Search code examples
rregextext-mining

Regular expression to match all punctuation except that inside of a URL


I'm looking for a regular expression to select all punctuation except for that which is inside of a URL.

If I have the string:

This is a URL: https://test.com/ThisIsAURL !

And remove all matches it should become:

This is a URL https://test.com/ThisIsAURL

gsub("[[:punct:]]", "", x) removes all punctuation including from URLs. I've tried using negative look behinds to select punctuation used after https but this was unsuccessful.

In the situation I need it for, all URLs are Twitter link-style URLs https://t.co/. They do not end in .com. Nor do they have more than one backslashed slug (/ThisIsAURL).
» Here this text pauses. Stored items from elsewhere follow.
// SPDX-FileCopyrightText: Copyright (c) 2025 NVIDIA CORPORATION & AFFILIATES. All rights reserved.
// SPDX-License-Identifier: Apache-2.0

//! Waiter contract shared by everything that registers interest in a
//! trigger: deferred triggers, event mergers, deferred barrier arrivals and
//! the two condition waiters behind `wait` / `external_wait`.

use std::pin::pin;
use std::sync::Arc;

use parking_lot::{Condvar, Mutex};
use tokio::sync::Notify;

use crate::id::Event;

/// Callback contract for trigger notification.
///
/// `on_triggered` runs exactly once per registration, after the slot lock
/// has been released, on whichever thread performed or observed the
/// trigger. The return value reports whether the waiter has served its
/// purpose and any retained reference may be dropped.
pub trait EventWaiter: Send + Sync {
    fn on_triggered(&self, event: Event, poisoned: bool) -> bool;

    fn describe(&self) -> String;
}

pub(crate) type WaiterList = Vec<Arc<dyn EventWaiter>>;

/// Invoke a drained waiter list. Callers must not hold any slot lock.
pub(crate) fn wake_all(waiters: WaiterList, event: Event, poisoned: bool) {
    for waiter in waiters {
        waiter.on_triggered(event, poisoned);
    }
}

/// Condition waiter for threads managed by the async runtime.
pub(crate) struct AsyncCondition {
    completed: Mutex<Option<bool>>,
    notify: Notify,
}

impl AsyncCondition {
    pub(crate) fn new() -> Arc<Self> {
        Arc::new(Self {
            completed: Mutex::new(None),
            notify: Notify::new(),
        })
    }

    /// Suspend until the registered generation triggers; returns the poison
    /// flag the trigger carried.
    pub(crate) async fn wait(self: Arc<Self>) -> bool {
        let mut notified = pin!(self.notify.notified());
        loop {
            // registration must precede the check, or a trigger landing in
            // between is lost
            notified.as_mut().enable();
            if let Some(poisoned) = *self.completed.lock() {
                return poisoned;
            }
            notified.as_mut().await;
            notified.set(self.notify.notified());
        }
    }
}

impl EventWaiter for AsyncCondition {
    fn on_triggered(&self, _event: Event, poisoned: bool) -> bool {
        *self.completed.lock() = Some(poisoned);
        self.notify.notify_waiters();
        false
    }

    fn describe(&self) -> String {
        "cooperative condition waiter".to_string()
    }
}

/// Condition waiter for threads outside the async runtime; blocks on a
/// condition variable instead of suspending.
pub(crate) struct ExternalCondition {
    completed: Mutex<Option<bool>>,
    condvar: Condvar,
}

impl ExternalCondition {
    pub(crate) fn new() -> Arc<Self> {
        Arc::new(Self {
            completed: Mutex::new(None),
            condvar: Condvar::new(),
        })
    }

    pub(crate) fn wait(&self) -> bool {
        let mut completed = self.completed.lock();
        while completed.is_none() {
            self.condvar.wait(&mut completed);
        }
        completed.unwrap_or(false)
    }
}

impl EventWaiter for ExternalCondition {
    fn on_triggered(&self, _event: Event, poisoned: bool) -> bool {
        *self.completed.lock() = Some(poisoned);
        self.condvar.notify_all();
        false
    }

    fn describe(&self) -> String {
        "external condition waiter".to_string()
    }
}
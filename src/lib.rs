// SPDX-FileCopyrightText: Copyright (c) 2025 NVIDIA CORPORATION & AFFILIATES. All rights reserved.
// SPDX-License-Identifier: Apache-2.0

//! Distributed generational event and barrier synchronization core.
//!
//! Every event and barrier is exclusively owned by the node that created it,
//! yet observable from any node: remote nodes hold a conservatively-behind
//! cached view of the owner's state and subscribe for updates on demand.
//! Triggers carry an optional per-generation *poison* tag that propagates
//! through every compositor (merges, deferred triggers, barrier arrivals)
//! so that failures fan out along the same edges as completions.
//!
//! The crate is transport-agnostic: outbound traffic goes through the
//! [`NodeMessenger`] contract and inbound traffic is replayed through
//! [`Runtime::handle_message`]. The transport is expected to deliver each
//! payload exactly once and in order between any pair of nodes.

mod am;
mod barrier;
mod event;
mod id;
mod redop;
mod runtime;
mod waiter;

pub use am::{DecodeError, Message, NodeMessenger};
pub use barrier::BarrierPool;
pub use event::EventPool;
pub use id::{Barrier, Event, EventId, Generation, IdKind, NodeId, UserEvent};
pub use redop::{ReductionOp, ReductionOpId, ReductionRegistry};
pub use runtime::{PoisonPolicy, Runtime, RuntimeConfig};
pub use waiter::EventWaiter;
// SPDX-FileCopyrightText: Copyright (c) 2025 NVIDIA CORPORATION & AFFILIATES. All rights reserved.
// SPDX-License-Identifier: Apache-2.0

//! Cross-node messaging shims.
//!
//! Six message kinds travel between nodes; every handler is idempotent or
//! monotone so duplicates collapse harmlessly. Arguments are serde records
//! encoded with `serde_json` into an opaque [`Bytes`] payload; the transport
//! never looks inside. Variable-length payloads (poisoned-generation lists,
//! reduction data) ride inline in the record.

use anyhow::Result;
use bytes::Bytes;
use serde::{Deserialize, Serialize};
use thiserror::Error;

use crate::id::{Barrier, Event, EventId, Generation, NodeId};
use crate::redop::ReductionOpId;

/// The wire messages of the synchronization core.
#[derive(Debug, Clone, Serialize, Deserialize)]
pub enum Message {
    /// Non-owner asks the owner to deliver an `EventUpdate` once the named
    /// generation triggers. `previous_subscribe_gen` is the newest
    /// generation the sender has already subscribed to.
    EventSubscribe {
        event: Event,
        previous_subscribe_gen: Generation,
    },
    /// Non-owner triggered its cached copy; the owner must advance the
    /// authoritative state.
    EventTrigger { event: Event, poisoned: bool },
    /// Owner reports that `event.gen` (and everything before it) has
    /// triggered, together with the complete poisoned-generation list.
    EventUpdate {
        event: Event,
        poisoned_generations: Vec<Generation>,
    },
    /// Arrival or expected-count adjustment forwarded to the barrier owner.
    /// A non-null `wait_on` defers the adjustment on the owner.
    BarrierAdjust {
        barrier: Barrier,
        delta: i64,
        wait_on: Event,
        reduce_value: Vec<u8>,
    },
    /// Non-owner asks the barrier owner for trigger notifications up to
    /// `subscribe_gen`.
    BarrierSubscribe {
        barrier_id: EventId,
        subscribe_gen: Generation,
    },
    /// Owner reports that generations `previous_gen + 1 ..= trigger_gen`
    /// triggered; `reduce_data` carries one left-hand-side per generation
    /// in that range when the barrier reduces.
    BarrierTrigger {
        barrier_id: EventId,
        trigger_gen: Generation,
        previous_gen: Generation,
        first_generation: Generation,
        redop_id: ReductionOpId,
        reduce_data: Vec<u8>,
    },
}

impl Message {
    pub fn encode(&self) -> Result<Bytes> {
        Ok(Bytes::from(serde_json::to_vec(self)?))
    }

    pub fn decode(payload: &[u8]) -> Result<Self, DecodeError> {
        if payload.is_empty() {
            return Err(DecodeError::Empty);
        }
        serde_json::from_slice(payload).map_err(DecodeError::Malformed)
    }
}

#[derive(Debug, Error)]
pub enum DecodeError {
    #[error("empty message payload")]
    Empty,

    #[error("malformed message payload: {0}")]
    Malformed(#[source] serde_json::Error),
}

/// Outbound half of the transport contract.
///
/// Delivery must be exactly-once and in-order per `(sender, target)` pair;
/// the payload is opaque bytes the receiver hands to
/// [`crate::Runtime::handle_message`].
pub trait NodeMessenger: Send + Sync {
    fn send(&self, target: NodeId, payload: Bytes) -> Result<()>;

    fn broadcast(&self, targets: &[NodeId], payload: Bytes) -> Result<()> {
        for &target in targets {
            self.send(target, payload.clone())?;
        }
        Ok(())
    }
}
However, IDEALLY, I'd like the regex to be as versatile as possible, able to perform this operation successfully on any URL.


Solution

  • You may match and capture into Group 1 a URL-like pattern like https?://\S* and then match any punctuation and replace with a backreference to Group 1 to restore the URL in the resulting string:

    x <- "This is a URL: https://test.com/ThisIsAURL !"
    trimws(gsub("(https?://\\S*)|[[:punct:]]+", "\\1", x, ignore.case=TRUE))
    ## => [1] "This is a URL https://test.com/ThisIsAURL"
    

    See the R demo online.

    The regex is

    (https?://\S*)|[[:punct:]]+
    

    See the regex demo.

    Details

    • (https?://\S*) - Group 1 (referenced to with \1 from the replacement pattern):
      • https?:// - https:// or http://
      • \S* - 0+ non-whitespace chars
    • | - or
    • [[:punct:]]+ - 1+ punctuation (proper punctuation, symbols and _)